Saved entries:
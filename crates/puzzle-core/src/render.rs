//! Text renderings of a finished search.
//!
//! Map legend, per color layer:
//!
//! | symbol | on the path                                              |
//! |--------|----------------------------------------------------------|
//! | `@`    | the start (colorless layer) or a button pressed into this layer |
//! | `+`    | a cell walked over in this layer, own-color buttons included |
//! | `%`    | a button pressed to leave this layer                     |
//! | `?`    | the target                                               |
//!
//! Off the path, buttons and doors of the layer's own color and the start
//! are drawn as `.`; every other cell keeps its original symbol.

use crate::backtrace::{Backtrace, Marker, SearchState};
use crate::grid::{CellKind, Color, Position, PuzzleMap};
use crate::path::Path;
use serde::Serialize;
use std::collections::HashSet;
use std::fmt;
use std::io::{self, Write};

/// How a solved search is printed.
#[derive(Debug, Clone, Copy, PartialEq, Eq, Hash, Default, Serialize)]
#[serde(rename_all = "lowercase")]
pub enum OutputMode {
    /// One annotated grid per color layer
    #[default]
    Map,
    /// One `(color, (row, col))` line per path state
    List,
}

impl fmt::Display for OutputMode {
    fn fmt(&self, f: &mut fmt::Formatter<'_>) -> fmt::Result {
        match self {
            OutputMode::Map => write!(f, "map"),
            OutputMode::List => write!(f, "list"),
        }
    }
}

/// Print the path as `(color, (row, col))` lines, start first.
pub fn render_list<W: Write>(out: &mut W, path: &Path) -> io::Result<()> {
    for state in path {
        writeln!(out, "{}", state)?;
    }
    Ok(())
}

/// Print one annotated grid per color layer, each under a `// color` header.
pub fn render_map<W: Write>(
    out: &mut W,
    map: &PuzzleMap,
    backtrace: &Backtrace,
    path: &Path,
) -> io::Result<()> {
    let on_path: HashSet<SearchState> = path.iter().copied().collect();

    for color in map.colors() {
        writeln!(out, "// color {}", color)?;
        for row in 0..map.height() {
            let line: String = (0..map.width())
                .map(|col| {
                    let state = SearchState::new(color, Position::new(row, col));
                    if on_path.contains(&state) {
                        path_symbol(map, backtrace, state)
                    } else {
                        off_path_symbol(map.cell(state.pos), color)
                    }
                })
                .collect();
            writeln!(out, "{}", line)?;
        }
    }
    Ok(())
}

/// Print the no-solution report: the grid with cells that no color layer
/// ever reached drawn as `#`.
pub fn render_no_solution<W: Write>(
    out: &mut W,
    map: &PuzzleMap,
    backtrace: &Backtrace,
) -> io::Result<()> {
    writeln!(out, "No solution.")?;
    writeln!(out, "Discovered:")?;
    for row in 0..map.height() {
        let line: String = (0..map.width())
            .map(|col| {
                let pos = Position::new(row, col);
                if backtrace.is_cell_discovered(pos) {
                    map.cell(pos).symbol()
                } else {
                    '#'
                }
            })
            .collect();
        writeln!(out, "{}", line)?;
    }
    Ok(())
}

fn path_symbol(map: &PuzzleMap, backtrace: &Backtrace, state: SearchState) -> char {
    let cell = map.cell(state.pos);
    match cell {
        CellKind::Target => '?',
        CellKind::Start if state.color.is_trapdoor() => '@',
        CellKind::Start | CellKind::Floor | CellKind::Door(_) => '+',
        CellKind::Button(_) | CellKind::Trapdoor => {
            if cell.press_color() != Some(state.color) {
                // pressed here to switch away from this layer
                '%'
            } else if matches!(backtrace.marker(state), Marker::FromColor(_)) {
                '@'
            } else {
                '+'
            }
        }
        CellKind::Wall => '#',
    }
}

fn off_path_symbol(cell: CellKind, color: Color) -> char {
    match cell {
        CellKind::Start => '.',
        CellKind::Door(c) | CellKind::Button(c) if c == color => '.',
        CellKind::Trapdoor if color.is_trapdoor() => '.',
        other => other.symbol(),
    }
}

• What the task asks
Your answer should be only a number: how many lines of the data above contain the string "serde"?

• Solution for this exercise
2